Alkylation of DNA by melphalan in relation to immunoassay of melphalan-DNA adducts: characterization of mono-alkylated and cross-linked products from reaction of melphalan with dGMP and GMP

A product expected to result from cross-linking of guanine bases in DNA by melphalan (4-(2-(di-guanin-7-yl))ethylamino-L-phenylalanine) was obtained from hydrolysis of melphalan-treated sodium deoxyguanylate at pH7 and characterized by U.V. and mass spectra. When tested in a competitive immunoassay using an antibody specific for melphalan-alkylated DNA it showed an affinity intermediate between that of melphalan-alkylated DNA and melphalan.
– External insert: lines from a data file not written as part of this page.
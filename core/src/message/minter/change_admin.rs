use super::MINTER_CHANGE_ADMIN;
use crate::cell::{Cell, CellBuilder};
use crate::message::{load_header, HasOpcode, TonMessage, TonMessageError};
use crate::TonAddress;

/// Transfers minter administration:
///
/// ```raw
/// change_admin#4840664f query_id:uint64 new_admin_address:MsgAddress = InternalMsgBody;
/// ```
#[derive(Clone, Debug, PartialEq)]
pub struct ChangeAdminMessage {
    pub query_id: u64,
    pub new_admin: TonAddress,
}

impl ChangeAdminMessage {
    pub fn new(new_admin: &TonAddress) -> Self {
        ChangeAdminMessage {
            query_id: 0,
            new_admin: new_admin.clone(),
        }
    }
}

impl TonMessage for ChangeAdminMessage {
    fn build(&self) -> Result<Cell, TonMessageError> {
        let mut builder = CellBuilder::new();
        builder
            .store_u32(32, Self::opcode())?
            .store_u64(64, self.query_id)?
            .store_address(&self.new_admin)?;
        Ok(builder.build()?)
    }

    fn parse(cell: &Cell) -> Result<Self, TonMessageError> {
        let mut parser = cell.parser();
        let (opcode, query_id) = load_header(&mut parser)?;
        let new_admin = parser.load_address()?;
        parser.ensure_empty()?;

        let result = ChangeAdminMessage {
            query_id,
            new_admin,
        };
        result.verify_opcode(opcode)?;
        Ok(result)
    }
}

impl HasOpcode for ChangeAdminMessage {
    fn set_query_id(&mut self, query_id: u64) {
        self.query_id = query_id;
    }

    fn query_id(&self) -> u64 {
        self.query_id
    }

    fn opcode() -> u32 {
        MINTER_CHANGE_ADMIN
    }
}
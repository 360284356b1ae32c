use thiserror::Error;

#[derive(Error, Debug)]
pub enum TonCellError {
    #[error("Bag of cells deserialization error ({0})")]
    BagOfCellsDeserializationError(String),

    #[error("Bag of cells serialization error ({0})")]
    BagOfCellsSerializationError(String),

    #[error("Cell builder error ({0})")]
    CellBuilderError(String),

    #[error("Cell parser error ({0})")]
    CellParserError(String),

    #[error("Internal error ({0})")]
    InternalError(String),

    #[error("Invalid index (Index: {idx}, reference count: {ref_count})")]
    InvalidIndex { idx: usize, ref_count: usize },

    #[error("Invalid address type (Type: {0})")]
    InvalidAddressType(u8),

    #[error("Invalid cell data ({0})")]
    InvalidCellData(String),

    #[error("Invalid snake chain ({0})")]
    InvalidSnakeChain(String),

    #[error(
        "Non-empty reader (Remaining bits: {remaining_bits}, Remaining refs: {remaining_refs})"
    )]
    NonEmptyReader {
        remaining_bits: usize,
        remaining_refs: usize,
    },

    #[error("{0}")]
    IO(#[from] std::io::Error),
}

pub trait MapTonCellError<R, E>
where
    E: std::error::Error,
{
    fn map_boc_deserialization_error(self) -> Result<R, TonCellError>;

    fn map_boc_serialization_error(self) -> Result<R, TonCellError>;

    fn map_cell_builder_error(self) -> Result<R, TonCellError>;

    fn map_cell_parser_error(self) -> Result<R, TonCellError>;
}

impl<R, E> MapTonCellError<R, E> for Result<R, E>
where
    E: std::error::Error,
{
    fn map_boc_serialization_error(self) -> Result<R, TonCellError> {
        self.map_err(|e| TonCellError::boc_serialization_error(e))
    }

    fn map_boc_deserialization_error(self) -> Result<R, TonCellError> {
        self.map_err(|e| TonCellError::boc_deserialization_error(e))
    }

    fn map_cell_builder_error(self) -> Result<R, TonCellError> {
        self.map_err(|e| TonCellError::cell_builder_error(e))
    }

    fn map_cell_parser_error(self) -> Result<R, TonCellError> {
        self.map_err(|e| TonCellError::cell_parser_error(e))
    }
}

impl TonCellError {
    pub fn boc_serialization_error<T>(e: T) -> TonCellError
    where
        T: ToString,
    {
        TonCellError::BagOfCellsSerializationError(format!(
            "BoC serialization error: {}",
            e.to_string()
        ))
    }

    pub fn boc_deserialization_error<T>(e: T) -> TonCellError
    where
        T: ToString,
    {
        TonCellError::BagOfCellsDeserializationError(format!(
            "BoC deserialization error: {}",
            e.to_string()
        ))
    }

    pub fn cell_builder_error<T>(e: T) -> TonCellError
    where
        T: ToString,
    {
        TonCellError::CellBuilderError(format!("Cell builder error: {}", e.to_string()))
    }

    pub fn cell_parser_error<T>(e: T) -> TonCellError
    where
        T: ToString,
    {
        TonCellError::CellParserError(format!("Cell parser error: {}", e.to_string()))
    }
}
From this and other assays it seemed possible that the cross-linked moiety in DNA was recognised by the antibody, but that its conformation differed from that of the free base tested, sufficiently to account for the discrepancy. It seemed possible that cross-linked guanine nucleotides would provide a better model, and these were therefore isolated, characterised and tested. Products derived from cross-linking of guanylic acid moieties through N-7 and N-7, and through N-7 and phosphate, had higher affinity than the cross-linked base, approximately the same as for alkylated native DNA, but less than for alkylated denatured DNA or RNA.